**Stored data:**
--

//! Fragmentation, reassembly and acknowledged sending of messages

pub mod assembler;
pub mod sender;

use bytes::Bytes;

use crate::ids::{MemberId, MessageId};

/// A fully reassembled message as it is passed to [MessageListener]s
#[derive(Debug, Clone, Eq, PartialEq)]
pub struct ReceivedMessage {
    pub message_id: MessageId,
    pub group_name: String,
    pub sender: MemberId,
    pub payload: Bytes,
}

/// Called exactly once per message that was completely received in a group with a local member.
///  Listeners are called from the receive loop, so they must return quickly.
pub trait MessageListener: Send + Sync + 'static {
    fn on_message(&self, message: &ReceivedMessage);
}

impl <F: Fn(&ReceivedMessage) + Send + Sync + 'static> MessageListener for F {
    fn on_message(&self, message: &ReceivedMessage) {
        self(message)
    }
}
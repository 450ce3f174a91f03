//! Lazy sequences.

use std::fmt;
use std::sync::Arc;

use parking_lot::Mutex;
use sift_diagnostic::already_iterating;

use crate::{EvalResult, Heap, MapValue, NativeFn, Value};

/// A source of values, pulled one at a time.
pub trait Iterate: Send {
    /// The next value, or `None` once exhausted. Exhausted sources stay
    /// exhausted.
    fn next(&mut self) -> EvalResult<Option<Value>>;
}

/// Shared handle to one iteration state.
///
/// Clones share the cursor: pulling from one advances all of them. Pulling
/// from a sequence while it is already producing a value (for instance from
/// inside its own generator body) fails instead of deadlocking.
#[derive(Clone)]
pub struct Sequence(Arc<Mutex<Box<dyn Iterate>>>);

impl Sequence {
    pub fn new(source: impl Iterate + 'static) -> Self {
        Sequence(Arc::new(Mutex::new(Box::new(source))))
    }

    pub fn empty() -> Self {
        Sequence::new(Empty)
    }

    /// A sequence over `value`: arrays yield their elements, maps yield
    /// `(key, value)` pairs, sequences are returned as is, and anything else
    /// yields itself once.
    pub fn wrap(value: Value) -> Self {
        match value {
            Value::Seq(seq) => seq,
            Value::Array(array) => Sequence::new(ArrayCursor { array, pos: 0 }),
            Value::Map(map) => Sequence::new(MapCursor {
                map,
                entries: None,
            }),
            Value::Reduce(r) => Sequence::wrap(r.into_inner().into_value()),
            other => Sequence::new(Once(Some(other))),
        }
    }

    pub fn next(&self) -> EvalResult<Option<Value>> {
        match self.0.try_lock() {
            Some(mut source) => source.next(),
            None => Err(already_iterating()),
        }
    }

    /// Drain the remaining values.
    pub fn collect(&self) -> EvalResult<Vec<Value>> {
        let mut out = Vec::new();
        while let Some(v) = self.next()? {
            out.push(v);
        }
        Ok(out)
    }

    pub fn ptr_eq(&self, other: &Sequence) -> bool {
        Arc::ptr_eq(&self.0, &other.0)
    }

    pub(crate) fn addr(&self) -> usize {
        Arc::as_ptr(&self.0) as usize
    }
}

impl fmt::Debug for Sequence {
    fn fmt(&self, f: &mut fmt::Formatter<'_>) -> fmt::Result {
        write!(f, "Sequence({:#x})", self.addr())
    }
}

struct Empty;

impl Iterate for Empty {
    fn next(&mut self) -> EvalResult<Option<Value>> {
        Ok(None)
    }
}

struct Once(Option<Value>);

impl Iterate for Once {
    fn next(&mut self) -> EvalResult<Option<Value>> {
        Ok(self.0.take())
    }
}

struct ArrayCursor {
    array: Heap<crate::Array>,
    pos: usize,
}

impl Iterate for ArrayCursor {
    fn next(&mut self) -> EvalResult<Option<Value>> {
        let item = self.array.get(self.pos);
        if item.is_some() {
            self.pos += 1;
        }
        Ok(item)
    }
}

/// Map entries are snapshotted on the first pull.
struct MapCursor {
    map: Heap<MapValue>,
    entries: Option<std::vec::IntoIter<(Value, Value)>>,
}

impl Iterate for MapCursor {
    fn next(&mut self) -> EvalResult<Option<Value>> {
        let map = &self.map;
        let entries = self.entries.get_or_insert_with(|| map.entries().into_iter());
        Ok(entries.next().map(|(k, v)| Value::tuple(vec![k, v])))
    }
}

/// Applies a native element-wise to an upstream sequence.
///
/// When `rest` is present each element is passed as the first field of a
/// tuple followed by the `rest` values; otherwise the element is passed
/// directly. Every call starts from a fresh copy of `holder`.
pub struct LiftSeq {
    upstream: Sequence,
    rest: Option<Vec<Value>>,
    native: NativeFn,
    holder: Value,
}

impl LiftSeq {
    pub fn new(upstream: Sequence, rest: Option<Vec<Value>>, native: NativeFn, holder: Value) -> Self {
        LiftSeq {
            upstream,
            rest,
            native,
            holder,
        }
    }
}

impl Iterate for LiftSeq {
    fn next(&mut self) -> EvalResult<Option<Value>> {
        let Some(elem) = self.upstream.next()? else {
            return Ok(None);
        };
        let arg = match &self.rest {
            None => elem,
            Some(rest) => {
                let mut items = Vec::with_capacity(rest.len() + 1);
                items.push(elem);
                items.extend(rest.iter().cloned());
                Value::tuple(items)
            }
        };
        let mut out = self.holder.clone();
        (self.native)(&arg, &mut out)?;
        Ok(Some(out))
    }
}

#[cfg(test)]
#[allow(
    clippy::unwrap_used,
    reason = "tests use unwrap to panic on unexpected state"
)]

--

**WORK ORDER:**
Nothing beyond the lines from the start of the entries through the line with "pub trait MessageListener: Send" should appear. Repeat those lines exactly, both ends included.

**EXPECTED ANSWER:**
//! Fragmentation, reassembly and acknowledged sending of messages

pub mod assembler;
pub mod sender;

use bytes::Bytes;

use crate::ids::{MemberId, MessageId};

/// A fully reassembled message as it is passed to [MessageListener]s
#[derive(Debug, Clone, Eq, PartialEq)]
pub struct ReceivedMessage {
    pub message_id: MessageId,
    pub group_name: String,
    pub sender: MemberId,
    pub payload: Bytes,
}

/// Called exactly once per message that was completely received in a group with a local member.
///  Listeners are called from the receive loop, so they must return quickly.
pub trait MessageListener: Send + Sync + 'static {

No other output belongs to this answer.